» **Source information**:
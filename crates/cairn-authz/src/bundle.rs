//! Declarative policy bundles with hot reload.
//!
//! A bundle is a JSON document of allow rules evaluated against
//! `{api_method, user_id, trust_domain}`. The file is watched; on change
//! the bundle is re-parsed and the shared snapshot swapped atomically, so
//! in-flight authorization calls keep using the prior snapshot.
//!
//! ```json
//! {
//!   "allow": [
//!     { "trust_domain": "example.org", "api_method": "*" },
//!     { "trust_domain": "*", "api_method": "Pull", "user_id": "*" }
//!   ]
//! }
//! ```

use std::path::{Path, PathBuf};
use std::sync::Arc;

use arc_swap::ArcSwap;
use notify::{RecursiveMode, Watcher};
use serde::Deserialize;

use cairn_core::{Error, Result};

use crate::{Authorizer, PolicyInput};

fn default_pattern() -> String {
    "*".to_string()
}

/// One allow rule in a bundle. Missing fields default to the wildcard.
#[derive(Debug, Clone, Deserialize)]
pub struct BundleRule {
    /// Trust domain pattern.
    #[serde(default = "default_pattern")]
    pub trust_domain: String,
    /// User identifier pattern.
    #[serde(default = "default_pattern")]
    pub user_id: String,
    /// API method pattern.
    #[serde(default = "default_pattern")]
    pub api_method: String,
}

impl BundleRule {
    fn matches(&self, input: &PolicyInput<'_>) -> bool {
        matches_pattern(&self.trust_domain, input.trust_domain)
            && matches_pattern(&self.user_id, input.user_id)
            && matches_pattern(&self.api_method, input.api_method)
    }
}

fn matches_pattern(pattern: &str, value: &str) -> bool {
    pattern == "*" || pattern == value
}

/// A parsed policy bundle.
#[derive(Debug, Clone, Default, Deserialize)]
pub struct PolicyBundle {
    /// The allow rules; a call is permitted when any rule matches.
    #[serde(default)]
    pub allow: Vec<BundleRule>,
}

impl PolicyBundle {
    /// Loads and parses a bundle file.
    ///
    /// # Errors
    ///
    /// `InvalidRequest` when the file is missing or not valid bundle JSON.
    pub fn load(path: &Path) -> Result<Self> {
        let raw = std::fs::read_to_string(path).map_err(|e| {
            Error::InvalidRequest(format!("failed to read policy bundle {}: {e}", path.display()))
        })?;
        serde_json::from_str(&raw).map_err(|e| {
            Error::InvalidRequest(format!(
                "failed to parse policy bundle {}: {e}",
                path.display()
            ))
        })
    }
}

/// Bundle-backed policy evaluator with filesystem hot reload.
#[derive(Debug)]
pub struct BundleAuthorizer {
    snapshot: Arc<ArcSwap<PolicyBundle>>,
    // Held for its side effect; dropping it stops the watch. The mutex only
    // exists to make the platform watcher shareable across threads.
    _watcher: std::sync::Mutex<notify::RecommendedWatcher>,
}

impl BundleAuthorizer {
    /// Loads the bundle and starts watching the path for changes.
    ///
    /// A change event triggers a re-parse; parse failures keep the previous
    /// snapshot and log the error, so a botched edit never opens the gate.
    ///
    /// # Errors
    ///
    /// `InvalidRequest` when the initial load fails, `Internal` when the
    /// watcher cannot be installed.
    pub fn new(bundle_path: impl Into<PathBuf>) -> Result<Self> {
        let path = bundle_path.into();
        let initial = PolicyBundle::load(&path)?;
        let snapshot = Arc::new(ArcSwap::from_pointee(initial));

        let reload_snapshot = Arc::clone(&snapshot);
        let reload_path = path.clone();
        let mut watcher = notify::recommended_watcher(
            move |event: std::result::Result<notify::Event, notify::Error>| {
                match event {
                    Ok(_) => match PolicyBundle::load(&reload_path) {
                        Ok(bundle) => {
                            reload_snapshot.store(Arc::new(bundle));
                            tracing::info!(
                                path = %reload_path.display(),
                                "policy bundle reloaded"
                            );
                        }
                        Err(err) => {
                            tracing::error!(
                                path = %reload_path.display(),
                                error = %err,
                                "failed to reload policy bundle, keeping previous snapshot"
                            );
                        }
                    },
                    Err(err) => {
                        tracing::error!(error = %err, "policy bundle watcher error");
                    }
                }
            },
        )
        .map_err(|e| Error::Internal(format!("failed to create policy watcher: {e}")))?;

        watcher
            .watch(&path, RecursiveMode::NonRecursive)
            .map_err(|e| {
                Error::Internal(format!(
                    "failed to watch policy bundle {}: {e}",
                    path.display()
                ))
            })?;

        Ok(Self {
            snapshot,
            _watcher: std::sync::Mutex::new(watcher),
        })
    }

    /// Replaces the active snapshot directly. Test hook; production reloads
    /// go through the filesystem watcher.
    pub fn swap(&self, bundle: PolicyBundle) {
        self.snapshot.store(Arc::new(bundle));
    }
}

impl Authorizer for BundleAuthorizer {
    fn authorize(&self, input: &PolicyInput<'_>) -> bool {
        let bundle = self.snapshot.load();
        bundle.allow.iter().any(|rule| rule.matches(input))
    }
}

#[cfg(test)]
mod tests {
    use super::*;
    use std::io::Write;

    fn write_bundle(dir: &tempfile::TempDir, contents: &str) -> PathBuf {
        let path = dir.path().join("policy.json");
        let mut file = std::fs::File::create(&path).expect("create bundle");
        file.write_all(contents.as_bytes()).expect("write bundle");
        file.sync_all().expect("sync bundle");
        path
    }

    fn input<'a>(trust_domain: &'a str, api_method: &'a str) -> PolicyInput<'a> {
        PolicyInput {
            trust_domain,
            user_id: "tester",
            api_method,
        }
    }

    #[test]
    fn bundle_rules_gate_by_all_three_fields() {
        let dir = tempfile::tempdir().expect("tempdir");
        let path = write_bundle(
            &dir,
            r#"{"allow":[
                {"trust_domain":"example.org","api_method":"*"},
                {"trust_domain":"*","api_method":"Pull"},
                {"trust_domain":"*","api_method":"Delete","user_id":"admin"}
            ]}"#,
        );
        let authz = BundleAuthorizer::new(path).expect("load bundle");

        assert!(authz.authorize(&input("example.org", "Push")));
        assert!(authz.authorize(&input("peer.example.net", "Pull")));
        assert!(!authz.authorize(&input("peer.example.net", "Push")));

        // user_id constrained rule
        assert!(!authz.authorize(&input("peer.example.net", "Delete")));
        assert!(authz.authorize(&PolicyInput {
            trust_domain: "peer.example.net",
            user_id: "admin",
            api_method: "Delete",
        }));
    }

    #[test]
    fn empty_bundle_denies_everything() {
        let dir = tempfile::tempdir().expect("tempdir");
        let path = write_bundle(&dir, r#"{"allow":[]}"#);
        let authz = BundleAuthorizer::new(path).expect("load bundle");
        assert!(!authz.authorize(&input("example.org", "Pull")));
    }

    #[test]
    fn malformed_bundle_fails_to_load() {
        let dir = tempfile::tempdir().expect("tempdir");
        let path = write_bundle(&dir, "not json at all");
        let err = BundleAuthorizer::new(path).unwrap_err();
        assert!(matches!(err, Error::InvalidRequest(_)));
    }

    #[test]
    fn missing_bundle_fails_to_load() {
        let err = BundleAuthorizer::new("/nonexistent/policy.json").unwrap_err();
        assert!(matches!(err, Error::InvalidRequest(_)));
    }

    #[test]
    fn swapped_snapshot_takes_effect_immediately() {
        let dir = tempfile::tempdir().expect("tempdir");
        let path = write_bundle(&dir, r#"{"allow":[]}"#);
        let authz = BundleAuthorizer::new(path).expect("load bundle");
        assert!(!authz.authorize(&input("example.org", "Pull")));

        authz.swap(PolicyBundle {
            allow: vec![BundleRule {
                trust_domain: "*".into(),
                user_id: "*".into(),
                api_method: "Pull".into(),
            }],
        });
        assert!(authz.authorize(&input("example.org", "Pull")));
    }

    #[test]
    fn file_change_reloads_the_bundle() {
        let dir = tempfile::tempdir().expect("tempdir");
        let path = write_bundle(&dir, r#"{"allow":[]}"#);
        let authz = BundleAuthorizer::new(path.clone()).expect("load bundle");
        assert!(!authz.authorize(&input("example.org", "Pull")));

        write_bundle(&dir, r#"{"allow":[{"trust_domain":"*","api_method":"Pull"}]}"#);

        // The watcher delivers asynchronously; poll with a deadline.
        let deadline = std::time::Instant::now() + std::time::Duration::from_secs(5);
        while std::time::Instant::now() < deadline {
            if authz.authorize(&input("example.org", "Pull")) {
                return;
            }
            std::thread::sleep(std::time::Duration::from_millis(50));
        }
        panic!("bundle change was not picked up within the deadline");
    }
}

» **Work instructions**: Exact reproduction is required: output the lines from the start of the entries above through the line with "#[serde(default)]".

» **Reply**:
filename crates/cairn-authz/src/bundle.rs
//! Declarative policy bundles with hot reload.
//!
//! A bundle is a JSON document of allow rules evaluated against
//! `{api_method, user_id, trust_domain}`. The file is watched; on change
//! the bundle is re-parsed and the shared snapshot swapped atomically, so
//! in-flight authorization calls keep using the prior snapshot.
//!
//! ```json
//! {
//!   "allow": [
//!     { "trust_domain": "example.org", "api_method": "*" },
//!     { "trust_domain": "*", "api_method": "Pull", "user_id": "*" }
//!   ]
//! }
//! ```

use std::path::{Path, PathBuf};
use std::sync::Arc;

use arc_swap::ArcSwap;
use notify::{RecursiveMode, Watcher};
use serde::Deserialize;

use cairn_core::{Error, Result};

use crate::{Authorizer, PolicyInput};

fn default_pattern() -> String {
    "*".to_string()
}

/// One allow rule in a bundle. Missing fields default to the wildcard.
#[derive(Debug, Clone, Deserialize)]
pub struct BundleRule {
    /// Trust domain pattern.
    #[serde(default = "default_pattern")]
    pub trust_domain: String,
    /// User identifier pattern.
    #[serde(default = "default_pattern")]
    pub user_id: String,
    /// API method pattern.
    #[serde(default = "default_pattern")]
    pub api_method: String,
}

impl BundleRule {
    fn matches(&self, input: &PolicyInput<'_>) -> bool {
        matches_pattern(&self.trust_domain, input.trust_domain)
            && matches_pattern(&self.user_id, input.user_id)
            && matches_pattern(&self.api_method, input.api_method)
    }
}

fn matches_pattern(pattern: &str, value: &str) -> bool {
    pattern == "*" || pattern == value
}

/// A parsed policy bundle.
#[derive(Debug, Clone, Default, Deserialize)]
pub struct PolicyBundle {
    /// The allow rules; a call is permitted when any rule matches.
    #[serde(default)]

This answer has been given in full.